◆ **Aim of the task**: From the listing below, pull out every line where the string "environment" appears.

◆ **Extracted data**:

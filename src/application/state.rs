//! Application state for the terminal client.
//!
//! [`App`] composes the request workflow, the submission form and the search
//! debouncer with the view, mode and selection state the UI renders from.
//! Every operation reports its outcome through `status_message`.

use std::time::{Duration, Instant};

use super::debounce::{SearchDebouncer, DEFAULT_QUIET_WINDOW};
use super::gateway::ArchiveGateway;
use super::submission::{SubmissionFlow, DEFAULT_TODAY_PAGE_SIZE};
use super::workflow::{ActionReceipt, RequestWorkflowState};
use crate::domain::{
    ActionError, ArchiveRequest, FetchError, Page, SubmissionError, ValidationError,
};

/// Default page size for the pending and completed lists.
pub const DEFAULT_PAGE_SIZE: u32 = 10;

/// Filename offered when exporting the completed list.
pub const DEFAULT_EXPORT_FILENAME: &str = "completed-requests.csv";

/// Top-level screens.
#[derive(Debug, Clone, Copy, PartialEq, Eq)]
pub enum View {
    /// Pending queue (or search results) with claims
    Queue,
    /// Approved and rejected requests
    Completed,
    /// New request form with today's summary
    NewRequest,
}

impl View {
    pub const ALL: [View; 3] = [View::Queue, View::Completed, View::NewRequest];

    pub fn title(self) -> &'static str {
        match self {
            View::Queue => "Queue",
            View::Completed => "Completed",
            View::NewRequest => "New request",
        }
    }

    pub fn index(self) -> usize {
        match self {
            View::Queue => 0,
            View::Completed => 1,
            View::NewRequest => 2,
        }
    }

    pub fn next(self) -> Self {
        Self::ALL[(self.index() + 1) % Self::ALL.len()]
    }

    pub fn previous(self) -> Self {
        Self::ALL[(self.index() + Self::ALL.len() - 1) % Self::ALL.len()]
    }
}

/// Determines how key input is interpreted.
#[derive(Debug, Clone, Copy, PartialEq, Eq)]
pub enum AppMode {
    /// Navigation and single-key commands
    Normal,
    /// Typing a search query
    Search,
    /// Typing a reject reason for `rejecting_id`
    RejectReason,
    /// Editing the new request form
    EditForm,
    /// CSV export dialog is open
    ExportCsv,
    /// Help screen is displayed
    Help,
}

/// Focused field of the new request form.
#[derive(Debug, Clone, Copy, PartialEq, Eq)]
pub enum FormField {
    Plate,
    Note,
    Type,
}

impl FormField {
    pub fn next(self) -> Self {
        match self {
            FormField::Plate => FormField::Note,
            FormField::Note => FormField::Type,
            FormField::Type => FormField::Plate,
        }
    }
}

/// Tunables for the workflow.
#[derive(Debug, Clone, Copy, PartialEq, Eq)]
pub struct WorkflowSettings {
    pub page_size: u32,
    pub today_page_size: u32,
    pub search_debounce: Duration,
}

impl Default for WorkflowSettings {
    fn default() -> Self {
        Self {
            page_size: DEFAULT_PAGE_SIZE,
            today_page_size: DEFAULT_TODAY_PAGE_SIZE,
            search_debounce: DEFAULT_QUIET_WINDOW,
        }
    }
}
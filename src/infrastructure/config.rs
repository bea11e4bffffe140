use std::path::PathBuf;
use std::str::FromStr;
use std::time::Duration;

use thiserror::Error;

use crate::application::WorkflowSettings;

#[derive(Debug, Clone, PartialEq, Eq, Error)]
pub enum ConfigError {
    #[error("Missing required environment variable {0}")]
    Missing(&'static str),

    #[error("Invalid value for {var}: {value:?}")]
    Invalid { var: &'static str, value: String },
}

/// Client configuration loaded from environment variables (and `.env`).
#[derive(Debug, Clone, PartialEq, Eq)]
pub struct Config {
    /// Backend API root, without the `ArchiveRequests` segment
    pub api_url: String,
    pub page_size: u32,
    pub today_page_size: u32,
    pub search_debounce: Duration,
    pub http_timeout: Duration,
    pub log_file: PathBuf,
}

impl Config {
    pub fn from_env() -> Result<Self, ConfigError> {
        dotenvy::dotenv().ok();
        Self::from_lookup(|key| std::env::var(key).ok())
    }

    /// Builds the configuration from an arbitrary variable lookup.
    pub fn from_lookup(lookup: impl Fn(&str) -> Option<String>) -> Result<Self, ConfigError> {
        let api_url = lookup("ARCHIVE_API_URL")
            .map(|url| url.trim().to_string())
            .filter(|url| !url.is_empty())
            .ok_or(ConfigError::Missing("ARCHIVE_API_URL"))?;

        let page_size = parse_or(&lookup, "ARCHIVE_PAGE_SIZE", 10u32)?;
        let today_page_size = parse_or(&lookup, "ARCHIVE_TODAY_PAGE_SIZE", 100u32)?;
        for (var, value) in [
            ("ARCHIVE_PAGE_SIZE", page_size),
            ("ARCHIVE_TODAY_PAGE_SIZE", today_page_size),
        ] {
            if value == 0 {
                return Err(ConfigError::Invalid {
                    var,
                    value: value.to_string(),
                });
            }
        }

        Ok(Self {
            api_url,
            page_size,
            today_page_size,
            search_debounce: Duration::from_millis(parse_or(
                &lookup,
                "ARCHIVE_SEARCH_DEBOUNCE_MS",
                300u64,
            )?),
            http_timeout: Duration::from_secs(parse_or(&lookup, "ARCHIVE_HTTP_TIMEOUT_SECS", 30u64)?),
            log_file: lookup("ARCHIVE_LOG_FILE")
                .map(PathBuf::from)
                .unwrap_or_else(|| PathBuf::from("plate-archive.log")),
        })
    }

    pub fn workflow_settings(&self) -> WorkflowSettings {
        WorkflowSettings {
            page_size: self.page_size,
            today_page_size: self.today_page_size,
            search_debounce: self.search_debounce,
        }
    }
}

fn parse_or<T: FromStr>(
    lookup: &impl Fn(&str) -> Option<String>,
    var: &'static str,
    default: T,
) -> Result<T, ConfigError> {
    match lookup(var) {
        Some(value) => value.trim().parse().map_err(|_| ConfigError::Invalid { var, value }),
        None => Ok(default),
    }
}

#[cfg(test)]
mod tests {
    use super::*;
    use std::collections::HashMap;

    fn config_from(vars: &[(&str, &str)]) -> Result<Config, ConfigError> {
        let vars: HashMap<String, String> = vars
            .iter()
            .map(|(k, v)| (k.to_string(), v.to_string()))
            .collect();
        Config::from_lookup(|key| vars.get(key).cloned())
    }

    #[test]
    fn test_defaults() {
        let config = config_from(&[("ARCHIVE_API_URL", "http://localhost:5000/api")]).unwrap();
        assert_eq!(config.api_url, "http://localhost:5000/api");
        assert_eq!(config.page_size, 10);
        assert_eq!(config.today_page_size, 100);
        assert_eq!(config.search_debounce, Duration::from_millis(300));
        assert_eq!(config.http_timeout, Duration::from_secs(30));
        assert_eq!(config.log_file, PathBuf::from("plate-archive.log"));
    }

    #[test]
    fn test_missing_api_url() {
        assert_eq!(config_from(&[]), Err(ConfigError::Missing("ARCHIVE_API_URL")));
        assert_eq!(
            config_from(&[("ARCHIVE_API_URL", "  ")]),
            Err(ConfigError::Missing("ARCHIVE_API_URL"))
        );
    }

    #[test]
    fn test_overrides() {
        let config = config_from(&[
            ("ARCHIVE_API_URL", "https://archive.local"),
            ("ARCHIVE_PAGE_SIZE", "25"),
            ("ARCHIVE_SEARCH_DEBOUNCE_MS", "150"),
            ("ARCHIVE_LOG_FILE", "/tmp/archive.log"),
        ])
        .unwrap();

        let settings = config.workflow_settings();
        assert_eq!(settings.page_size, 25);
        assert_eq!(settings.today_page_size, 100);
        assert_eq!(settings.search_debounce, Duration::from_millis(150));
        assert_eq!(config.log_file, PathBuf::from("/tmp/archive.log"));
    }

    #[test]
    fn test_invalid_values() {
        assert_eq!(
            config_from(&[("ARCHIVE_API_URL", "x"), ("ARCHIVE_PAGE_SIZE", "ten")]),
            Err(ConfigError::Invalid {
                var: "ARCHIVE_PAGE_SIZE",
                value: "ten".to_string()
            })
        );
        assert!(matches!(
            config_from(&[("ARCHIVE_API_URL", "x"), ("ARCHIVE_TODAY_PAGE_SIZE", "0")]),
            Err(ConfigError::Invalid { var: "ARCHIVE_TODAY_PAGE_SIZE", .. })
        ));
    }
}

◆ **Solution for this problem**:
    #[error("Missing required environment variable {0}")]
/// Client configuration loaded from environment variables (and `.env`).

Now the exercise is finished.